(Dataset entries)
======

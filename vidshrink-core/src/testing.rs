//! In-memory host used by the pipeline tests. Every resource it hands out is
//! counted on open and on close.

use std::sync::atomic::{AtomicBool, AtomicUsize, Ordering};
use std::sync::{Arc, Mutex};
use std::time::Duration;

use bytes::Bytes;
use tokio::sync::mpsc;
use tokio::time::{self, Instant};

use crate::frame::VideoFrame;
use crate::host::{
    AudioGraph, AudioTrackSpec, CaptureTrack, EncodeSession, EncoderProbe, HostCapabilities,
    MediaHost, Playback, RecorderEvent, RecorderOptions, StreamRecorder, Surface, TrackSettings,
};
use crate::negotiate::{EncoderQuery, NegotiatedConfig};
use crate::pacing::FrameTiming;
use crate::source::SourceMedia;

#[derive(Debug, Default)]
pub struct ResourceCounter {
    opened: AtomicUsize,
    closed: AtomicUsize,
}

impl ResourceCounter {
    fn open(&self) {
        self.opened.fetch_add(1, Ordering::SeqCst);
    }

    fn close(&self) {
        self.closed.fetch_add(1, Ordering::SeqCst);
    }

    pub fn opened(&self) -> usize {
        self.opened.load(Ordering::SeqCst)
    }

    pub fn live(&self) -> isize {
        self.opened() as isize - self.closed.load(Ordering::SeqCst) as isize
    }
}

#[derive(Debug, Default)]
pub struct Counters {
    pub playback: ResourceCounter,
    pub surface: ResourceCounter,
    pub audio: ResourceCounter,
    pub track: ResourceCounter,
    pub session: ResourceCounter,
    pub recorder: ResourceCounter,
}

impl Counters {
    pub fn live(&self) -> isize {
        self.playback.live()
            + self.surface.live()
            + self.audio.live()
            + self.track.live()
            + self.session.live()
            + self.recorder.live()
    }
}

/// Probe driven by a closure; records every query it sees.
pub struct FnProbe<F> {
    accept: F,
    pub queries: Mutex<Vec<EncoderQuery>>,
}

impl<F> FnProbe<F>
where
    F: Fn(&EncoderQuery) -> anyhow::Result<bool>,
{
    pub fn new(accept: F) -> Self {
        Self {
            accept,
            queries: Mutex::new(Vec::new()),
        }
    }

    pub fn queries(&self) -> Vec<EncoderQuery> {
        self.queries.lock().unwrap().clone()
    }
}

impl<F> EncoderProbe for FnProbe<F>
where
    F: Fn(&EncoderQuery) -> anyhow::Result<bool>,
{
    async fn is_config_supported(&self, query: &EncoderQuery) -> anyhow::Result<bool> {
        self.queries.lock().unwrap().push(query.clone());
        (self.accept)(query)
    }
}

#[derive(Debug, Clone, Copy, PartialEq, Eq)]
pub enum RecorderMode {
    /// Emits a chunk every `chunk_every` frames and on flush.
    Normal,
    /// Reports an error on the first frame.
    Error,
    /// Never emits data.
    Silent,
}

pub type ProbeFn = Arc<dyn Fn(&EncoderQuery) -> anyhow::Result<bool> + Send + Sync>;

pub fn probe_fn<F>(f: F) -> ProbeFn
where
    F: Fn(&EncoderQuery) -> anyhow::Result<bool> + Send + Sync + 'static,
{
    Arc::new(f)
}

#[derive(Clone)]
pub struct FakeHostConfig {
    pub capabilities: HostCapabilities,
    pub size: (u32, u32),
    pub duration: Duration,
    pub source_fps: u32,
    /// Playback position freezes here.
    pub stall_at: Option<Duration>,
    pub fail_open_source: bool,
    pub fail_play: bool,
    pub fail_audio: bool,
    pub audio_track: bool,
    pub encoded: Bytes,
    pub probe: ProbeFn,
    pub recorder_types: Vec<&'static str>,
    pub recorder_mode: RecorderMode,
    pub chunk_every: u64,
}

impl Default for FakeHostConfig {
    fn default() -> Self {
        Self {
            capabilities: HostCapabilities {
                video_encoder: true,
                audio_encoder: true,
                stream_recorder: true,
            },
            size: (1920, 1080),
            duration: Duration::from_millis(500),
            source_fps: 30,
            stall_at: None,
            fail_open_source: false,
            fail_play: false,
            fail_audio: false,
            audio_track: true,
            encoded: Bytes::from_static(b"encoded-mp4"),
            probe: probe_fn(|_| Ok(true)),
            recorder_types: vec!["video/mp4;codecs=h264", "video/webm;codecs=vp8", "video/webm"],
            recorder_mode: RecorderMode::Normal,
            chunk_every: 5,
        }
    }
}

/// Everything the fake observed, shared with the resources it created.
#[derive(Default)]
pub struct Journal {
    pub counters: Counters,
    /// Live resource count seen each time a source is opened.
    pub live_at_source_open: Mutex<Vec<isize>>,
    pub frames: Mutex<Vec<FrameTiming>>,
    pub sessions: Mutex<Vec<NegotiatedConfig>>,
    pub audio_specs: Mutex<Vec<AudioTrackSpec>>,
    pub audio_hints: Mutex<Vec<Option<u32>>>,
    pub keep_alive_gains: Mutex<Vec<f32>>,
    pub capture_gains: Mutex<Vec<f32>>,
    pub recorders: Mutex<Vec<RecorderOptions>>,
    pub recorder_with_audio: Mutex<Vec<bool>>,
    pub recorded_frames: AtomicUsize,
    pub probes: AtomicUsize,
}

pub struct FakeHost {
    pub config: FakeHostConfig,
    pub journal: Arc<Journal>,
}

impl FakeHost {
    pub fn new(config: FakeHostConfig) -> Self {
        Self {
            config,
            journal: Arc::new(Journal::default()),
        }
    }

    pub fn live(&self) -> isize {
        self.journal.counters.live()
    }

    pub fn frames(&self) -> Vec<FrameTiming> {
        self.journal.frames.lock().unwrap().clone()
    }

    pub fn sessions_opened(&self) -> usize {
        self.journal.counters.session.opened()
    }

    pub fn recorders_opened(&self) -> usize {
        self.journal.counters.recorder.opened()
    }
}

impl EncoderProbe for FakeHost {
    async fn is_config_supported(&self, query: &EncoderQuery) -> anyhow::Result<bool> {
        self.journal.probes.fetch_add(1, Ordering::SeqCst);
        (self.config.probe)(query)
    }
}

pub struct FakePlayback {
    journal: Arc<Journal>,
    size: (u32, u32),
    duration: Duration,
    frame_interval: Duration,
    stall_at: Option<Duration>,
    fail_play: bool,
    started: Option<Instant>,
    paused_at: Option<Duration>,
    closed: bool,
}

impl FakePlayback {
    fn clock(&self) -> Duration {
        match (self.paused_at, self.started) {
            (Some(at), _) => at,
            (None, Some(started)) => started.elapsed(),
            (None, None) => Duration::ZERO,
        }
    }

    fn limit(&self) -> Duration {
        match self.stall_at {
            Some(at) => at.min(self.duration),
            None => self.duration,
        }
    }
}

impl Playback for FakePlayback {
    fn natural_size(&self) -> (u32, u32) {
        self.size
    }

    fn position(&self) -> Duration {
        self.clock().min(self.limit())
    }

    fn is_ended(&self) -> bool {
        self.position() >= self.duration
    }

    async fn play(&mut self) -> anyhow::Result<()> {
        if self.fail_play {
            anyhow::bail!("playback blocked");
        }
        self.started.get_or_insert_with(Instant::now);
        self.paused_at = None;
        Ok(())
    }

    async fn pause(&mut self) -> anyhow::Result<()> {
        self.paused_at = Some(self.clock());
        Ok(())
    }

    async fn frame_presented(&mut self) {
        let Some(started) = self.started else {
            return std::future::pending().await;
        };
        if self.paused_at.is_some() || self.position() >= self.limit() {
            return std::future::pending().await;
        }
        let interval = self.frame_interval.as_nanos().max(1);
        let next = (started.elapsed().as_nanos() / interval + 1) * interval;
        let next = Duration::from_nanos(next as u64).min(self.limit());
        time::sleep_until(started + next).await;
    }

    async fn close(&mut self) {
        if !std::mem::replace(&mut self.closed, true) {
            self.journal.counters.playback.close();
        }
    }
}

pub struct FakeSurface {
    journal: Arc<Journal>,
    width: u32,
    height: u32,
    closed: bool,
}

impl Surface for FakeSurface {
    type Source = FakePlayback;

    fn draw(&mut self, source: &FakePlayback) -> anyhow::Result<VideoFrame> {
        Ok(VideoFrame {
            data: Bytes::from_static(b"frame"),
            width: self.width,
            height: self.height,
            position: source.position(),
        })
    }

    fn close(&mut self) {
        if !std::mem::replace(&mut self.closed, true) {
            self.journal.counters.surface.close();
        }
    }
}

#[derive(Clone)]
pub struct FakeTrack {
    journal: Arc<Journal>,
    stopped: Arc<AtomicBool>,
}

impl CaptureTrack for FakeTrack {
    fn settings(&self) -> TrackSettings {
        TrackSettings {
            sample_rate: Some(44_100),
            channel_count: None,
        }
    }

    fn stop(&self) {
        if !self.stopped.swap(true, Ordering::SeqCst) {
            self.journal.counters.track.close();
        }
    }
}

pub struct FakeAudio {
    journal: Arc<Journal>,
    sample_rate: Option<u32>,
    audio_track: bool,
    closed: bool,
}

impl AudioGraph for FakeAudio {
    type Capture = FakeTrack;

    fn sample_rate(&self) -> Option<u32> {
        self.sample_rate
    }

    async fn resume(&mut self) -> anyhow::Result<()> {
        Ok(())
    }

    fn connect_keep_alive(&mut self, gain: f32) -> anyhow::Result<()> {
        self.journal.keep_alive_gains.lock().unwrap().push(gain);
        Ok(())
    }

    fn connect_capture(&mut self, gain: f32) -> anyhow::Result<Option<FakeTrack>> {
        self.journal.capture_gains.lock().unwrap().push(gain);
        if !self.audio_track {
            return Ok(None);
        }
        self.journal.counters.track.open();
        Ok(Some(FakeTrack {
            journal: self.journal.clone(),
            stopped: Arc::new(AtomicBool::new(false)),
        }))
    }

    async fn close(&mut self) {
        if !std::mem::replace(&mut self.closed, true) {
            self.journal.counters.audio.close();
        }
    }
}

pub struct FakeSession {
    journal: Arc<Journal>,
    encoded: Bytes,
    audio: Option<FakeTrack>,
}

impl FakeSession {
    fn release(&mut self) {
        if let Some(track) = self.audio.take() {
            track.stop();
        }
        self.journal.counters.session.close();
    }
}

impl EncodeSession for FakeSession {
    type Capture = FakeTrack;

    fn add_audio_track(&mut self, capture: FakeTrack, spec: &AudioTrackSpec) -> anyhow::Result<()> {
        self.journal.audio_specs.lock().unwrap().push(spec.clone());
        self.audio = Some(capture);
        Ok(())
    }

    async fn start(&mut self) -> anyhow::Result<()> {
        Ok(())
    }

    async fn add_frame(&mut self, _frame: VideoFrame, timing: FrameTiming) -> anyhow::Result<()> {
        self.journal.frames.lock().unwrap().push(timing);
        Ok(())
    }

    async fn close_video(&mut self) -> anyhow::Result<()> {
        Ok(())
    }

    async fn close_audio(&mut self) -> anyhow::Result<()> {
        Ok(())
    }

    async fn finalize(mut self) -> anyhow::Result<Bytes> {
        self.release();
        Ok(self.encoded.clone())
    }

    async fn abort(mut self) {
        self.release();
    }
}

pub struct FakeRecorder {
    journal: Arc<Journal>,
    mode: RecorderMode,
    chunk_every: u64,
    frames: u64,
    events: Option<mpsc::UnboundedSender<RecorderEvent>>,
    closed: bool,
}

impl FakeRecorder {
    fn emit(&self, event: RecorderEvent) {
        if let Some(tx) = &self.events {
            let _ = tx.send(event);
        }
    }
}

impl StreamRecorder for FakeRecorder {
    fn start(&mut self) -> anyhow::Result<mpsc::UnboundedReceiver<RecorderEvent>> {
        let (tx, rx) = mpsc::unbounded_channel();
        self.events = Some(tx);
        Ok(rx)
    }

    fn push_frame(&mut self, _frame: VideoFrame) -> anyhow::Result<()> {
        self.frames += 1;
        self.journal.recorded_frames.fetch_add(1, Ordering::SeqCst);
        match self.mode {
            RecorderMode::Normal if self.frames % self.chunk_every.max(1) == 0 => {
                self.emit(RecorderEvent::Data(Bytes::from(format!("chunk{};", self.frames))));
            }
            RecorderMode::Error if self.frames == 1 => {
                self.emit(RecorderEvent::Error(anyhow::anyhow!("encoder crashed")));
            }
            _ => {}
        }
        Ok(())
    }

    fn request_data(&mut self) -> anyhow::Result<()> {
        if self.mode == RecorderMode::Normal {
            self.emit(RecorderEvent::Data(Bytes::from_static(b"tail;")));
        }
        Ok(())
    }

    fn stop(&mut self) -> anyhow::Result<()> {
        self.emit(RecorderEvent::Stopped);
        Ok(())
    }

    async fn close(&mut self) {
        self.events = None;
        if !std::mem::replace(&mut self.closed, true) {
            self.journal.counters.recorder.close();
        }
    }
}

impl MediaHost for FakeHost {
    type Playback = FakePlayback;
    type Surface = FakeSurface;
    type Capture = FakeTrack;
    type Audio = FakeAudio;
    type Session = FakeSession;
    type Recorder = FakeRecorder;

    fn capabilities(&self) -> HostCapabilities {
        self.config.capabilities
    }

    async fn open_source(&self, _source: &SourceMedia) -> anyhow::Result<FakePlayback> {
        self.journal
            .live_at_source_open
            .lock()
            .unwrap()
            .push(self.journal.counters.live());
        if self.config.fail_open_source {
            anyhow::bail!("moov atom not found");
        }
        self.journal.counters.playback.open();
        Ok(FakePlayback {
            journal: self.journal.clone(),
            size: self.config.size,
            duration: self.config.duration,
            frame_interval: Duration::from_secs(1) / self.config.source_fps.max(1),
            stall_at: self.config.stall_at,
            fail_play: self.config.fail_play,
            started: None,
            paused_at: None,
            closed: false,
        })
    }

    fn create_surface(&self, width: u32, height: u32) -> anyhow::Result<FakeSurface> {
        self.journal.counters.surface.open();
        Ok(FakeSurface {
            journal: self.journal.clone(),
            width,
            height,
            closed: false,
        })
    }

    async fn open_audio(
        &self,
        _playback: &mut FakePlayback,
        sample_rate: Option<u32>,
    ) -> anyhow::Result<FakeAudio> {
        self.journal.audio_hints.lock().unwrap().push(sample_rate);
        if self.config.fail_audio {
            anyhow::bail!("audio graph unavailable");
        }
        self.journal.counters.audio.open();
        Ok(FakeAudio {
            journal: self.journal.clone(),
            sample_rate,
            audio_track: self.config.audio_track,
            closed: false,
        })
    }

    async fn open_session(&self, config: &NegotiatedConfig) -> anyhow::Result<FakeSession> {
        self.journal.sessions.lock().unwrap().push(config.clone());
        self.journal.counters.session.open();
        Ok(FakeSession {
            journal: self.journal.clone(),
            encoded: self.config.encoded.clone(),
            audio: None,
        })
    }

    fn recorder_supports(&self, mime_type: &str) -> bool {
        self.config.recorder_types.contains(&mime_type)
    }

    async fn open_recorder(
        &self,
        options: &RecorderOptions,
        audio: Option<FakeTrack>,
    ) -> anyhow::Result<FakeRecorder> {
        self.journal.recorders.lock().unwrap().push(options.clone());
        self.journal
            .recorder_with_audio
            .lock()
            .unwrap()
            .push(audio.is_some());
        self.journal.counters.recorder.open();
        Ok(FakeRecorder {
            journal: self.journal.clone(),
            mode: self.config.recorder_mode,
            chunk_every: self.config.chunk_every,
            frames: 0,
            events: None,
            closed: false,
        })
    }
}

pub fn sample_source() -> SourceMedia {
    SourceMedia::new("holiday.mov", "video/quicktime", Bytes::from_static(b"original-bytes"))
}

======

## TASK OBJECTIVE
Copy the records above exactly, from the first line through the line containing "pub fn opened(&self)", and include nothing else.

## RESPONSE TO THE EXERCISE
filename vidshrink-core/src/testing.rs
//! In-memory host used by the pipeline tests. Every resource it hands out is
//! counted on open and on close.

use std::sync::atomic::{AtomicBool, AtomicUsize, Ordering};
use std::sync::{Arc, Mutex};
use std::time::Duration;

use bytes::Bytes;
use tokio::sync::mpsc;
use tokio::time::{self, Instant};

use crate::frame::VideoFrame;
use crate::host::{
    AudioGraph, AudioTrackSpec, CaptureTrack, EncodeSession, EncoderProbe, HostCapabilities,
    MediaHost, Playback, RecorderEvent, RecorderOptions, StreamRecorder, Surface, TrackSettings,
};
use crate::negotiate::{EncoderQuery, NegotiatedConfig};
use crate::pacing::FrameTiming;
use crate::source::SourceMedia;

#[derive(Debug, Default)]
pub struct ResourceCounter {
    opened: AtomicUsize,
    closed: AtomicUsize,
}

impl ResourceCounter {
    fn open(&self) {
        self.opened.fetch_add(1, Ordering::SeqCst);
    }

    fn close(&self) {
        self.closed.fetch_add(1, Ordering::SeqCst);
    }

    pub fn opened(&self) -> usize {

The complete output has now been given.